Although the cells in the interstitium cannot be identified as yet, the scientists believe they could be mesenchymal (adult) stem cells, which can contribute to the formation of scar tissue seen in inflammatory diseases.

Dr. Theise added that their findings have the "potential to drive dramatic advances in medicine, including the possibility that the direct sampling of interstitial fluid may become a powerful diagnostic tool."

This is all speculative, but the possibilities are exciting.

Increases understanding of alternative medicine

Surprisingly for an orthodox scientist, he said the protein bundles seen in the space are likely to generate electrical current as they bend with the movements of organs and muscles around them, and may play a role in techniques like acupuncture.

In an interview he added, "And this is where people who are interested in fascia, such as osteopaths or some people who do body work like Rolfing or cranial-sacral practices have been saying, that fascia also has fluid.

"But allopathic trained doctors like me and conservative anatomists of the world say, 'No, when you look at it under the microscope, fascia is just dense connective tissue. What do you mean there's fluid there? There's no fluid there.' "

Dr. Theise said one of his hopes from publishing this paper is that the osteopathic community would now have an anatomic explanation for their practices.

As you can see, Dr. Theise is no ordinary pathologist. For the last 30 years he's practiced Zen Buddhism and yoga, and has given talks on theories regarding acupuncture and the seven chakra points, and how yogic practices influence cellular and molecular biology.

The cancer link

As part of their research, the New York scientists examined tissue from five patients with cancer of the stomach and skin (melanoma) to see if cancer cells were present in the interstitium. And that's exactly what they found.

If cancers are able to invade the interstitium and extend into the lymph nodes, this could explain how tumors spread, especially those in the GI tract, they believe.

"This makes perfect sense when you consider the classic pattern of bile duct metastases," Dr. Carr-Locke explained. "This tissue plane of the interstitium is very loose, which would make it easy for the cancer to spread up and down the duct before spreading outward."

If this is a first step to how cancer spreads, it could lead to new ways of preventing it.

Dr. Carr-Locke continued, “It certainly would have implications for how we treat a tumor surgically.

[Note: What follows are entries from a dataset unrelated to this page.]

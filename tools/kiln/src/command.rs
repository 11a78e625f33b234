//! Typed builder for compiler, archiver and linker invocations.
//!
//! Wraps `std::process::Command` with methods for the flags GNU-style
//! drivers share, so toolchains assemble commands the same way.

use std::ffi::{OsStr, OsString};
use std::fmt;
use std::path::{Path, PathBuf};
use std::process::{Command, Output};

use anyhow::{Context, Result, bail};

/// A tool invocation that can be inspected before it runs.
#[derive(Debug, Clone)]
pub struct ToolCommand {
    program: PathBuf,
    args: Vec<OsString>,
    label: String,
}

impl ToolCommand {
    /// Create a builder for `program`; `label` names the command in errors.
    pub fn new(program: impl Into<PathBuf>, label: impl Into<String>) -> Self {
        Self {
            program: program.into(),
            args: Vec::new(),
            label: label.into(),
        }
    }

    /// Compile only (`-c`).
    pub fn compile_only(&mut self) -> &mut Self {
        self.arg("-c")
    }

    /// Set the output file (`-o <path>`).
    pub fn output(&mut self, path: &Path) -> &mut Self {
        self.arg("-o").arg(path)
    }

    /// Emit a Makefile dependency file next to the object (`-MD -MP`).
    pub fn dep_info(&mut self) -> &mut Self {
        self.arg("-MD").arg("-MP")
    }

    /// Preprocessor define (`-D<define>`).
    pub fn define(&mut self, define: &str) -> &mut Self {
        self.arg(format!("-D{define}"))
    }

    /// Include search directory (`-I <dir>`).
    pub fn include_dir(&mut self, dir: &Path) -> &mut Self {
        self.arg("-I").arg(dir)
    }

    /// Library search directory (`-L <dir>`).
    pub fn library_dir(&mut self, dir: &Path) -> &mut Self {
        self.arg("-L").arg(dir)
    }

    /// Link a named library (`-l<name>`).
    pub fn library(&mut self, name: &str) -> &mut Self {
        self.arg(format!("-l{name}"))
    }

    /// Append several arguments.
    pub fn args<I, S>(&mut self, args: I) -> &mut Self
    where
        I: IntoIterator<Item = S>,
        S: AsRef<OsStr>,
    {
        for a in args {
            self.arg(a);
        }
        self
    }

    /// Escape hatch for any argument.
    pub fn arg(&mut self, arg: impl AsRef<OsStr>) -> &mut Self {
        self.args.push(arg.as_ref().to_os_string());
        self
    }

    /// Execute the command and capture its output.
    pub fn run(&self) -> Result<Output> {
        Command::new(&self.program)
            .args(&self.args)
            .output()
            .with_context(|| format!("failed to run {} for {}", self.program.display(), self.label))
    }

    /// Execute the command and bail if it fails.
    pub fn run_checked(&self, verb: &str) -> Result<Output> {
        let output = self.run()?;
        if !output.status.success() {
            let stderr = String::from_utf8_lossy(&output.stderr);
            bail!("failed to {verb} '{}':\n{stderr}", self.label);
        }
        Ok(output)
    }
}

impl fmt::Display for ToolCommand {
    fn fmt(&self, f: &mut fmt::Formatter<'_>) -> fmt::Result {
        write!(f, "{}", self.program.display())?;
        for a in &self.args {
            write!(f, " {}", a.to_string_lossy())?;
        }
        Ok(())
    }
}

/// Find `program` on `PATH`.
pub fn find_program(program: &str) -> Option<PathBuf> {
    let path = std::env::var_os("PATH")?;
    std::env::split_paths(&path)
        .map(|dir| dir.join(program))
        .find(|candidate| candidate.is_file())
}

"We know that manipulating a cancer can often spread cells from exposed surfaces; you can often see metastatic disease occur fairly soon after a tumor is resected. Maybe that happens through the interstitium, and maybe targeting that is an important step in oncology.”

Professor James Williams at the Department of Cell & Molecular Medicine, Rush University in Chicago, agrees that the interstitium likely plays a key role in spreading cancers of the GI tract and possibly other cancers, and could change the way doctors treat cancer and other diseases.